Geomium, a location-based social network powered by data from Yelp, Qype and Eventful

Geomium offers four main sections and information can be viewed on a map or as a feed: People (all friends near your current location), Places (all the nearby bars and restaurants), Events (all nearby plays, festivals, concerts and parties, which can be filtered by type and date) and Deals (all the local deal, discounts and offers from nearby bars and restaurants).

So, for example, you might spot that their is an event in your locality that your friends are already at or attending. Afterward you want to find somewhere to eat/drink and see that there is a special offer at one particular establishment. That’s the idea anyway.

Geomium is a new location based social network application launching in UK now, then Europe, then USA later. Canada? Maybe to follow.

Does it feel too late to be coming on the scene with another “check in” application? Almost. Pretty hard to follow Facebook Places given their huge userbase. The unique Yelp, Qype, Eventful dataset and the People, Events and Deals integration features of Geomium had better be amazing and extremely easy to use if it’s to expect to carve out any market share before its competitors such as Facebook Places, Foursquare and Gowalla copy geomium’s unique features. It’s a (decreasingly) big world, so maybe there’s a little piece of the pie left to grab in Europe? More competition is a good thing.

How can anyone commit to one location-based platform during these wild-west days of social network geolocation shootouts on main street.
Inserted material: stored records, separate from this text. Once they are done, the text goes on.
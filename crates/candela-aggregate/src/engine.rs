//! Stateless aggregation of base candles into coarse candles.

use async_trait::async_trait;
use candela_types::{BaseCandle, Candle, Result, Timeframe};
use chrono::{DateTime, Utc};

use crate::bucket_start;

/// Read access to durable closed base candles.
///
/// Implemented by the TimescaleDB store in production and by in-memory
/// fakes in tests. The engine only ever reads through this seam.
#[async_trait]
pub trait ClosedCandleSource: Send + Sync {
    /// Returns all closed base candles for `symbol` with
    /// `window_start <= start_time < exclude_before`, ascending by
    /// `start_time`.
    async fn closed_base_candles(
        &self,
        symbol: &str,
        window_start: DateTime<Utc>,
        exclude_before: DateTime<Utc>,
    ) -> Result<Vec<BaseCandle>>;
}

/// Computes the current coarse candle for one (symbol, timeframe) from the
/// in-flight base candle and durable state.
///
/// The exclusion boundary is the in-flight candle's own minute, never the
/// processing instant: the store query covers
/// `[window_start, base.start_time)` and is therefore disjoint from `base`
/// by construction, no matter how many partial updates arrive for the same
/// minute. The computation carries no in-memory state between invocations;
/// calling it twice with the same inputs yields identical output.
///
/// # Errors
///
/// Returns an error if the store query fails. No partial or estimated
/// result is ever substituted.
pub async fn aggregate<S: ClosedCandleSource + ?Sized>(
    store: &S,
    base: &BaseCandle,
    timeframe: Timeframe,
) -> Result<Candle> {
    let window_start = bucket_start(base.start_time, timeframe);
    let exclude_before = bucket_start(base.start_time, Timeframe::Minute1);

    let closed = store
        .closed_base_candles(&base.symbol, window_start, exclude_before)
        .await?;

    Ok(fold_window(base, timeframe, &closed))
}

/// Combines closed base candles with the in-flight update into the current
/// coarse candle.
///
/// `closed` must be the window's closed base candles in ascending
/// `start_time` order, excluding the in-flight candle's own minute. Pure;
/// exposed separately from [`aggregate`] so the fold can be tested without
/// a store.
#[must_use]
pub fn fold_window(base: &BaseCandle, timeframe: Timeframe, closed: &[BaseCandle]) -> Candle {
    let open_time = bucket_start(base.start_time, timeframe);
    let length = timeframe.minutes();

    let (open, high, low, volume) = match closed.first() {
        Some(first) => {
            let high = closed.iter().map(|c| c.high).fold(base.high, f64::max);
            let low = closed.iter().map(|c| c.low).fold(base.low, f64::min);
            let volume = closed.iter().map(|c| c.volume).sum::<f64>() + base.volume;
            (first.open, high, low, volume)
        }
        None => (base.open, base.high, base.low, base.volume),
    };

    let base_count = closed.len() as u32 + 1;

    let is_closed = if base_count > length {
        // Correctness alert: more base candles than the window can hold.
        // Keep serving the live snapshot but never let this window close.
        tracing::error!(
            symbol = %base.symbol,
            timeframe = %timeframe,
            base_count,
            length,
            "window holds more base candles than its length, refusing closure"
        );
        false
    } else {
        base.is_closed && base_count == length
    };

    Candle {
        symbol: base.symbol.clone(),
        timeframe,
        open_time,
        open,
        high,
        low,
        close: base.close,
        volume,
        base_count,
        is_closed,
    }
}

#[cfg(test)]
mod tests {
    use super::*;
    use approx::assert_relative_eq;
    use candela_types::CandelaError;
    use chrono::TimeZone;
    use std::sync::Mutex;

    /// In-memory closed-candle store with the same half-open range
    /// semantics as the real one.
    struct MemoryStore {
        candles: Vec<BaseCandle>,
        queries: Mutex<Vec<(DateTime<Utc>, DateTime<Utc>)>>,
        fail: bool,
    }

    impl MemoryStore {
        fn new(mut candles: Vec<BaseCandle>) -> Self {
            candles.sort_by_key(|c| c.start_time);
            Self {
                candles,
                queries: Mutex::new(Vec::new()),
                fail: false,
            }
        }
    }

    #[async_trait]
    impl ClosedCandleSource for MemoryStore {
        async fn closed_base_candles(
            &self,
            symbol: &str,
            window_start: DateTime<Utc>,
            exclude_before: DateTime<Utc>,
        ) -> Result<Vec<BaseCandle>> {
            if self.fail {
                return Err(CandelaError::Store("connection reset".to_string()));
            }
            self.queries
                .lock()
                .unwrap()
                .push((window_start, exclude_before));
            Ok(self
                .candles
                .iter()
                .filter(|c| {
                    c.symbol == symbol
                        && c.is_closed
                        && c.start_time >= window_start
                        && c.start_time < exclude_before
                })
                .cloned()
                .collect())
        }
    }

    fn minute(h: u32, m: u32) -> DateTime<Utc> {
        Utc.with_ymd_and_hms(2024, 6, 3, h, m, 0).unwrap()
    }

    fn closed_minute(h: u32, m: u32, price: f64, volume: f64) -> BaseCandle {
        BaseCandle::new(
            "BTCUSDT".to_string(),
            minute(h, m),
            price,
            price + 10.0,
            price - 10.0,
            price + 5.0,
            volume,
            true,
        )
    }

    /// 34 closed 1m candles for 10:00-10:33 plus the
    /// in-flight 10:34 candle.
    fn in_progress_hour_store() -> (MemoryStore, BaseCandle) {
        let mut candles = Vec::new();
        for m in 0..34 {
            let mut c = closed_minute(10, m, 43100.0, 10.25);
            c.high = 43150.0;
            c.low = 42900.0;
            candles.push(c);
        }
        // Shape the window extrema and the first open.
        candles[0].open = 43000.0;
        candles[12].high = 44000.0;
        candles[20].low = 42800.0;
        // 34 * 10.25 = 348.5; adjust one candle to reach 350.5 total.
        candles[5].volume = 12.25;

        let in_flight = BaseCandle::new(
            "BTCUSDT".to_string(),
            minute(10, 34),
            43500.0,
            43600.0,
            43480.0,
            43550.0,
            10.5,
            false,
        );
        (MemoryStore::new(candles), in_flight)
    }

    #[tokio::test]
    async fn test_in_progress_hour_window() {
        let (store, in_flight) = in_progress_hour_store();
        let candle = aggregate(&store, &in_flight, Timeframe::Hour1).await.unwrap();

        assert_eq!(candle.open_time, minute(10, 0));
        assert_relative_eq!(candle.open, 43000.0);
        assert_relative_eq!(candle.high, 44000.0);
        assert_relative_eq!(candle.low, 42800.0);
        assert_relative_eq!(candle.close, 43550.0);
        assert_relative_eq!(candle.volume, 361.0);
        assert_eq!(candle.base_count, 35);
        assert!(!candle.is_closed);
    }

    #[tokio::test]
    async fn test_closing_hour_window() {
        let candles: Vec<_> = (0..59).map(|m| closed_minute(10, m, 43000.0, 1.0)).collect();
        let store = MemoryStore::new(candles);
        let mut last = closed_minute(10, 59, 43200.0, 1.0);
        last.is_closed = true;

        let candle = aggregate(&store, &last, Timeframe::Hour1).await.unwrap();
        assert_eq!(candle.base_count, 60);
        assert!(candle.is_closed);
    }

    #[tokio::test]
    async fn test_closure_requires_closed_base() {
        // All 60 minutes present but the last update is still open.
        let candles: Vec<_> = (0..59).map(|m| closed_minute(10, m, 43000.0, 1.0)).collect();
        let store = MemoryStore::new(candles);
        let last = BaseCandle {
            is_closed: false,
            ..closed_minute(10, 59, 43200.0, 1.0)
        };

        let candle = aggregate(&store, &last, Timeframe::Hour1).await.unwrap();
        assert_eq!(candle.base_count, 60);
        assert!(!candle.is_closed);
    }

    #[tokio::test]
    async fn test_closure_requires_full_window() {
        // 58 closed candles + a closed 59th: only 59 of 60 minutes seen.
        let candles: Vec<_> = (0..58).map(|m| closed_minute(10, m, 43000.0, 1.0)).collect();
        let store = MemoryStore::new(candles);
        let last = closed_minute(10, 58, 43200.0, 1.0);

        let candle = aggregate(&store, &last, Timeframe::Hour1).await.unwrap();
        assert_eq!(candle.base_count, 59);
        assert!(!candle.is_closed);
    }

    #[tokio::test]
    async fn test_boundary_exclusivity() {
        // A closed row already persisted for the in-flight minute must not
        // be combined with the in-flight update for the same minute.
        let mut candles: Vec<_> = (0..30).map(|m| closed_minute(10, m, 43000.0, 1.0)).collect();
        candles.push(closed_minute(10, 30, 43100.0, 99.0));
        let store = MemoryStore::new(candles);

        let in_flight = BaseCandle {
            is_closed: false,
            volume: 2.5,
            ..closed_minute(10, 30, 43100.0, 0.0)
        };
        let candle = aggregate(&store, &in_flight, Timeframe::Hour1).await.unwrap();

        // 30 stored minutes + the in-flight one; the persisted 10:30 row
        // (volume 99.0) is excluded by the half-open boundary.
        assert_eq!(candle.base_count, 31);
        assert_relative_eq!(candle.volume, 30.0 + 2.5);

        let queries = store.queries.lock().unwrap();
        assert_eq!(queries[0], (minute(10, 0), minute(10, 30)));
    }

    #[tokio::test]
    async fn test_first_tick_of_window() {
        let store = MemoryStore::new(Vec::new());
        let in_flight = BaseCandle {
            is_closed: false,
            ..closed_minute(10, 0, 43000.0, 3.5)
        };
        let candle = aggregate(&store, &in_flight, Timeframe::Minute5).await.unwrap();

        assert_eq!(candle.base_count, 1);
        assert_relative_eq!(candle.open, 43000.0);
        assert_relative_eq!(candle.volume, 3.5);
        assert!(!candle.is_closed);
    }

    #[tokio::test]
    async fn test_volume_conservation() {
        // One full 15m window: 14 closed candles plus the closing 15th.
        let candles: Vec<_> = (0..14)
            .map(|m| closed_minute(10, m, 43000.0 + f64::from(m), 1.5 + f64::from(m)))
            .collect();
        let expected: f64 =
            candles.iter().map(|c| c.volume).sum::<f64>() + 7.75;
        let store = MemoryStore::new(candles);
        let mut last = closed_minute(10, 14, 43014.0, 7.75);
        last.is_closed = true;

        let candle = aggregate(&store, &last, Timeframe::Minute15).await.unwrap();
        assert_relative_eq!(candle.volume, expected);
        assert!(candle.is_closed);
    }

    #[tokio::test]
    async fn test_ohlc_bounds_on_generated_sequence() {
        // Deterministic pseudo-random walk over a 5m window.
        let mut seed: u64 = 0x9E37_79B9_7F4A_7C15;
        let mut next = || {
            seed = seed.wrapping_mul(6364136223846793005).wrapping_add(1442695040888963407);
            ((seed >> 33) % 2000) as f64 - 1000.0
        };

        let mut candles = Vec::new();
        for m in 0..4 {
            let mid = 43000.0 + next();
            let mut c = closed_minute(10, m, mid, 1.0);
            c.high = mid + next().abs();
            c.low = mid - next().abs();
            c.close = (c.high + c.low) / 2.0;
            candles.push(c);
        }
        let max_high = candles.iter().map(|c| c.high).fold(f64::MIN, f64::max);
        let min_low = candles.iter().map(|c| c.low).fold(f64::MAX, f64::min);

        let store = MemoryStore::new(candles);
        let in_flight = BaseCandle {
            is_closed: false,
            ..closed_minute(10, 4, 43000.0, 1.0)
        };
        let candle = aggregate(&store, &in_flight, Timeframe::Minute5).await.unwrap();

        assert_relative_eq!(candle.high, max_high.max(in_flight.high));
        assert_relative_eq!(candle.low, min_low.min(in_flight.low));
        assert!(candle.ohlc_consistent());
    }

    #[tokio::test]
    async fn test_idempotence() {
        let (store, in_flight) = in_progress_hour_store();
        let first = aggregate(&store, &in_flight, Timeframe::Hour1).await.unwrap();
        let second = aggregate(&store, &in_flight, Timeframe::Hour1).await.unwrap();
        assert_eq!(first, second);
    }

    #[tokio::test]
    async fn test_store_failure_surfaces() {
        let (mut store, in_flight) = in_progress_hour_store();
        store.fail = true;
        let result = aggregate(&store, &in_flight, Timeframe::Hour1).await;
        assert!(matches!(result, Err(CandelaError::Store(_))));
    }

    #[test]
    fn test_overfull_window_never_closes() {
        // 6 closed candles crammed into a 5m window: invariant violation.
        let closed: Vec<_> = (0..6).map(|m| closed_minute(10, m, 43000.0, 1.0)).collect();
        let mut last = closed_minute(10, 6, 43000.0, 1.0);
        last.is_closed = true;

        let candle = fold_window(&last, Timeframe::Minute5, &closed);
        assert_eq!(candle.base_count, 7);
        assert!(!candle.is_closed);
    }
}
//! Redis live cache and pub/sub publishing for candela.
//!
//! Subscribers receive full-snapshot messages with replace semantics: each
//! `candle` update fully supersedes the previous snapshot for its
//! (symbol, timeframe) key, and a terminal `candle_closed` message marks
//! window completion. Delivery is best-effort, at-least-once; a missed
//! update is superseded by the next tick.

#![forbid(unsafe_code)]

mod messages;
mod publisher;

pub use messages::{CacheEntry, CandleEvent, CandleSnapshot, cache_key, channel};
pub use publisher::{EventPublisher, LiveCache, PublishError, RedisPublisher};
There goes a tumblr tumbleweed going rolling by. Is your iPhone/Android smartphone’s main screen filled at least getting full of all of the different location-based apps like mine? Just wait til your boss gets a whitelabel location based app for your company (E.G DoubleDutch), and then the local grocery store gets one, then the local mall. Soon with location-based apps auto-sensing where you’re at (if you let them) there won’t be a place too small or too remote that you can’t check in to.